In 2017, the special teams unit was expected to be a strength for a team and did not disappoint. Matthew McCrane kicked his way to becoming a Lou Groza semifinalist, making just over 80 percent of his field goals and nailing every single extra point. Punter Nick Walsh, a two-time Ray Guy candidate, had the Big 12’s second-best yard average, while D.J. Reed and Byron Pringle continued a long tradition of excellent returners in Manhattan. Reed led the conference in return yards on his way to Walter Camp All-America status, while Pringle was an All-Big 12 honorable mention.
In 2018, things look very different. McCrane, Pringle, and Reed are fighting to make the 53-main roster of their NFL teams, while Walsh is pursuing stardom of a different kind in the world of country music.
Holder Colby Moore is one of only two three-time letter winners on special teams this season, and he’s also the honorary team captain.
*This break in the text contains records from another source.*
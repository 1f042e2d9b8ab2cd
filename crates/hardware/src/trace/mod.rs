//! Memory access traces.
//!
//! This module turns valgrind-style trace text into access events. It provides:
//! 1. **Events:** `AccessKind` and `Access`, one parsed trace operation.
//! 2. **Tokenizing:** `parse_line`, which classifies a single line.
//! 3. **Reading:** `TraceReader`, a line-numbered iterator over any buffered reader.
//!
//! Trace lines look like `I 0400d7d4,8` (instruction fetch) or ` L 7ff0005c8,8`
//! (data access, with `L`oad, `S`tore, or `M`odify).

/// Single-line tokenizer.
pub mod parser;

/// Buffered, line-numbered trace reader.
pub mod reader;

use std::fmt;

use serde::Serialize;

pub use self::parser::parse_line;
pub use self::reader::{TraceReader, TraceRecord};
use crate::common::addr::Addr;

/// The operation recorded on a trace line.
#[derive(Clone, Copy, Debug, PartialEq, Eq, Hash, Serialize)]
#[serde(rename_all = "snake_case")]
pub enum AccessKind {
    /// Instruction fetch (`I`); never simulated.
    Instruction,
    /// Data load (`L`).
    Load,
    /// Data store (`S`).
    Store,
    /// Data modify (`M`): a load followed by a store to the same address.
    Modify,
}

impl AccessKind {
    /// Maps a trace operation character to its kind.
    pub const fn from_char(op: char) -> Option<Self> {
        match op {
            'I' => Some(Self::Instruction),
            'L' => Some(Self::Load),
            'S' => Some(Self::Store),
            'M' => Some(Self::Modify),
            _ => None,
        }
    }

    /// The trace operation character for this kind.
    pub const fn as_char(self) -> char {
        match self {
            Self::Instruction => 'I',
            Self::Load => 'L',
            Self::Store => 'S',
            Self::Modify => 'M',
        }
    }

    /// Number of cache accesses this kind performs.
    pub const fn sub_accesses(self) -> usize {
        match self {
            Self::Instruction => 0,
            Self::Load | Self::Store => 1,
            Self::Modify => 2,
        }
    }
}

/// One parsed trace operation.
#[derive(Clone, Copy, Debug, PartialEq, Eq, Hash)]
pub struct Access {
    /// What kind of operation this is.
    pub kind: AccessKind,
    /// The byte address accessed.
    pub addr: Addr,
    /// Bytes accessed. Carried for the trace format; the simulation ignores it.
    pub size: u32,
}

impl Access {
    /// Creates an access of the given kind.
    pub const fn new(kind: AccessKind, addr: u64, size: u32) -> Self {
        Self {
            kind,
            addr: Addr::new(addr),
            size,
        }
    }

    /// Shorthand for an instruction fetch.
    pub const fn instruction(addr: u64, size: u32) -> Self {
        Self::new(AccessKind::Instruction, addr, size)
    }

    /// Shorthand for a load.
    pub const fn load(addr: u64, size: u32) -> Self {
        Self::new(AccessKind::Load, addr, size)
    }

    /// Shorthand for a store.
    pub const fn store(addr: u64, size: u32) -> Self {
        Self::new(AccessKind::Store, addr, size)
    }

    /// Shorthand for a modify.
    pub const fn modify(addr: u64, size: u32) -> Self {
        Self::new(AccessKind::Modify, addr, size)
    }
}

/// Formats the access as a trace line, without a terminator.
///
/// Data accesses are indented by one space the way valgrind writes them.
impl fmt::Display for Access {
    fn fmt(&self, f: &mut fmt::Formatter<'_>) -> fmt::Result {
        let indent = if self.kind == AccessKind::Instruction {
            ""
        } else {
            " "
        };
        write!(
            f,
            "{indent}{} {:x},{}",
            self.kind.as_char(),
            self.addr.val(),
            self.size
        )
    }
}
/// Command line highlight information
#[derive(Debug, Clone, Default)]
pub struct CmdlineHighlight {
    pub offset: usize,
    pub length: usize,
    pub attr: i32,
    pub flags: u32,
}

/// Merged command string with highlight information
#[derive(Debug, Clone, Default)]
pub struct MergedCommand {
    pub last_update: u64,
    pub str_value: Option<String>,
    pub highlights: Vec<CmdlineHighlight>,
}

/// Represents a single process
#[derive(Debug, Clone)]
pub struct Process {
    // Basic identification
    pub pid: i32,
    pub ppid: i32,
    pub pgrp: i32,
    pub session: i32,
    pub tpgid: i32,
    pub tty_nr: u64,
    pub tty_name: Option<String>,

    // User information
    pub uid: u32,
    pub user: Option<String>,

    // Process type flags
    pub is_kernel_thread: bool,
    pub is_userland_thread: bool,
    pub is_running_in_container: Tristate,
    pub elevated_priv: Tristate,

    // Command information
    pub cmdline: Option<String>,
    pub cmdline_basename_start: usize,
    pub cmdline_basename_end: usize,
    pub comm: Option<String>,
    pub exe: Option<String>,
    pub exe_basename_offset: usize,
    pub exe_deleted: bool,
    pub uses_deleted_lib: bool,
    pub cwd: Option<String>,

    // CPU information
    pub processor: i32,
    pub percent_cpu: f32,
    pub percent_mem: f32,

    // Scheduling
    pub priority: i64,
    pub nice: i64,
    pub scheduling_policy: i32,

    // Time information
    pub time: u64,            // in hundredths of a second
    pub starttime_ctime: i64, // epoch seconds
    pub starttime_show: String,

    // Memory information (in KB)
    pub m_virt: i64,
    pub m_resident: i64,
    pub m_share: i64,
    pub m_text: i64,
    pub m_lib: i64,
    pub m_data: i64,
    pub m_dirty: i64,

    // Fault counters
    pub minflt: u64,
    pub majflt: u64,

    // Process state
    pub state: ProcessState,
    pub nlwp: i64, // number of threads

    // Tree display state
    pub tree_depth: i32,
    pub indent: i32, // Indentation bits for tree drawing (negative = last child)
    pub show_children: bool,
    pub is_visible: bool,
    pub is_root: bool, // True if this is a root process in the tree

    // I/O statistics
    pub io_read_bytes: u64,
    pub io_write_bytes: u64,
    pub io_read_rate: f64,
    pub io_write_rate: f64,

    // Delay accounting (Linux-specific, requires CONFIG_TASKSTATS)
    pub blkio_delay_percent: f32,  // Block I/O delay %
    pub swapin_delay_percent: f32, // Swapin delay %

    // Context switches
    pub ctxt_switches: u64,

    // CGroup
    pub cgroup: Option<String>,

    // OOM
    pub oom_score: i32,

    // IO Priority (Linux-specific, from ioprio_get syscall)
    pub io_priority: i32,

    // Security
    pub sec_attr: Option<String>,

    // For display
    pub merged_command: MergedCommand,

    // Update tracking
    pub updated: bool,
    pub was_shown: bool,
    pub show_timestamp: SystemTime,

    // Tagging
    pub tagged: bool,
}

/// CPU percentage for a process between two scans, given its accumulated
/// CPU time in centiseconds at each scan and the wall-clock delta in
/// seconds between them. Returns `None` if the counter shouldn't be
/// trusted this scan: the process is new, the scan interval is zero, or
/// the counter went backwards (process reuse, overflow). Never negative.
pub fn compute_percent_cpu(
    is_new: bool,
    prev_time: u64,
    time: u64,
    time_delta: f64,
    active_cpus: i32,
) -> Option<f32> {
    if is_new || time_delta <= 0.0 || time <= prev_time {
        return None;
    }
    let time_diff = (time - prev_time) as f64;
    let percent = ((time_diff / 100.0) / time_delta * 100.0) as f32;
    Some(percent.min(100.0 * active_cpus as f32))
}
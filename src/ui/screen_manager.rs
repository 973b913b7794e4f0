//! ScreenManager - Manages panels and the main event loop

#![allow(dead_code)]

use std::sync::atomic::{AtomicBool, Ordering};
use std::time::{Duration, Instant};

use ncurses::CURSOR_VISIBILITY;
use ncurses::*;

use super::crt::{
    ColorElement, KEY_F1, KEY_F10, KEY_F2, KEY_F3, KEY_F4, KEY_F5, KEY_F6, KEY_F7, KEY_F8, KEY_F9,
    KEY_HEADER_CLICK, KEY_SHIFT_TAB, KEY_WHEELDOWN, KEY_WHEELUP,
};
use super::affinity_panel::{self, AffinityMenuContext};
use super::function_bar::FunctionBar;
use super::header::Header;
use super::main_panel::MainPanel;
use super::menus::{self, IOPriorityMenuContext};
use super::panel::{HandlerResult, Panel};
use super::Crt;
use crate::core::{CommandStrParams, Machine, ProcessField, Settings};
use crate::platform;

/// Convert SPDX license identifier to display string
fn license_display() -> &'static str {
    const LICENSE_SPDX: &str = env!("CARGO_PKG_LICENSE");
    match LICENSE_SPDX {
        "GPL-2.0-or-later" => "GNU GPLv2+",
        "GPL-2.0" | "GPL-2.0-only" => "GNU GPLv2",
        "GPL-3.0-or-later" => "GNU GPLv3+",
        "GPL-3.0" | "GPL-3.0-only" => "GNU GPLv3",
        "MIT" => "MIT License",
        "Apache-2.0" => "Apache License 2.0",
        _ => LICENSE_SPDX,
    }
}

/// Parsed lsof file entry (from lsof -F output)
#[derive(Default)]
struct LsofFileEntry {
    fd: String,        // File descriptor
    file_type: String, // File type (REG, DIR, etc.)
    mode: String,      // Access mode (r/w/u)
    device: String,    // Device number
    size: String,      // File size
    offset: String,    // File offset
    inode: String,     // Inode number
    name: String,      // File name/path
}

/// Screen manager state
pub struct ScreenManager {
    /// Header with meters
    pub header: Header,

    /// Main panel
    main_panel: MainPanel,

    /// Function bar
    function_bar: FunctionBar,

    /// Settings
    settings: Settings,

    /// Whether meters should be hidden
    hide_meters: bool,

    /// Pause updates
    paused: bool,

    /// Last update time
    last_update: Instant,

    /// Function bar temporarily hidden (for hide_function_bar mode 1)
    /// In mode 1, the bar is hidden on ESC and shown again on any other key
    function_bar_hidden: bool,

    /// Whether header meters need redrawing (optimization)
    header_needs_redraw: bool,

    /// Sort timeout counter (like C htop)
    /// When user presses keys, reset to SORT_TIMEOUT_RESET
    /// Decrements on idle, sorting only happens when this reaches 0
    sort_timeout: u8,

    /// Consecutive loop iterations with no key pressed. Reset on any
    /// keypress; at IDLE_SAFETY_BREAK the main loop exits on its own.
    idle_iterations: u32,
}

/// Number of idle cycles before sorting is allowed after user interaction
const SORT_TIMEOUT_RESET: u8 = 5;

/// Consecutive empty (no key, no resize) iterations after which the main
/// loop exits unconditionally. Lets headless test harnesses bound a run
/// without sending a quit key.
const IDLE_SAFETY_BREAK: u32 = 100;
If the spring game is anything to go on, this may not be a good year at place kicker for Kansas State. During the game, there was little to separate Blake Lynch, Nick McLellan, Jake Roark, and Andrew Hicks. Lynch was the only one to connect on all his extra point attempts as well as make a field goal. It’s not surprising then than he made it right to the top of the 2018 depth chart, with McLellan and true freshman Maxwell Poduska as his backups.
Lynch will be handling both placekicking and kickoff duties. It’s not clear if he’ll be able to match McCrane in accuracy, but what he lacks in experience, he makes up for in effort and enthusiasm. He’s a small guy (5’5”) with a big leg who wears #10, much like one Martin Gramatica. Also, there’s this from Bill Snyder himself:
He is fun to watch, because the players love him. He will jump up in the air and they will catch him and they will throw him up.
Hicks (whose father played football at Kansas) may not have cracked the depth chart at kicker, but will take on primary punting duties for the Wildcats this year. He’s the only freshman tabbed as a starter in 2018. He redshirted last year, but in high school, he had a long of 64 yards, and put the ball inside the 20 five times. His relative lack of experience may be a liability in real live game action, but for now, the job is Hicks’ to lose.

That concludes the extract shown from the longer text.